**Task requirements**. Write each entry down again precisely, skipping nothing.

Dataset entries:
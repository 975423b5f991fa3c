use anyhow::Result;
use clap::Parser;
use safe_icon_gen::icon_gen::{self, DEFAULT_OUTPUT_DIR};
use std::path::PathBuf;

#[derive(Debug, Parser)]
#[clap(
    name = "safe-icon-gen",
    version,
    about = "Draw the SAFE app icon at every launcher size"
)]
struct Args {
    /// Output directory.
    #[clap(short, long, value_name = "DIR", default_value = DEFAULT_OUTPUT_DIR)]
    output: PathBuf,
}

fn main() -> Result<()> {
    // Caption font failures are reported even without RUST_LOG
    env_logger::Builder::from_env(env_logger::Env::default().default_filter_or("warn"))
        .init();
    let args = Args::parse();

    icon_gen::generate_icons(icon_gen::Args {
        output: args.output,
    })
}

**Result**.
repository 975423b5f991fa3c
use anyhow::Result;
use clap::Parser;
use safe_icon_gen::icon_gen::{self, DEFAULT_OUTPUT_DIR};
use std::path::PathBuf;

#[derive(Debug, Parser)]
#[clap(
    name = "safe-icon-gen",
    version,
    about = "Draw the SAFE app icon at every launcher size"
)]
struct Args {
    /// Output directory.
    #[clap(short, long, value_name = "DIR", default_value = DEFAULT_OUTPUT_DIR)]
    output: PathBuf,
}

fn main() -> Result<()> {
    // Caption font failures are reported even without RUST_LOG
    env_logger::Builder::from_env(env_logger::Env::default().default_filter_or("warn"))
        .init();
    let args = Args::parse();

    icon_gen::generate_icons(icon_gen::Args {
        output: args.output,
    })
}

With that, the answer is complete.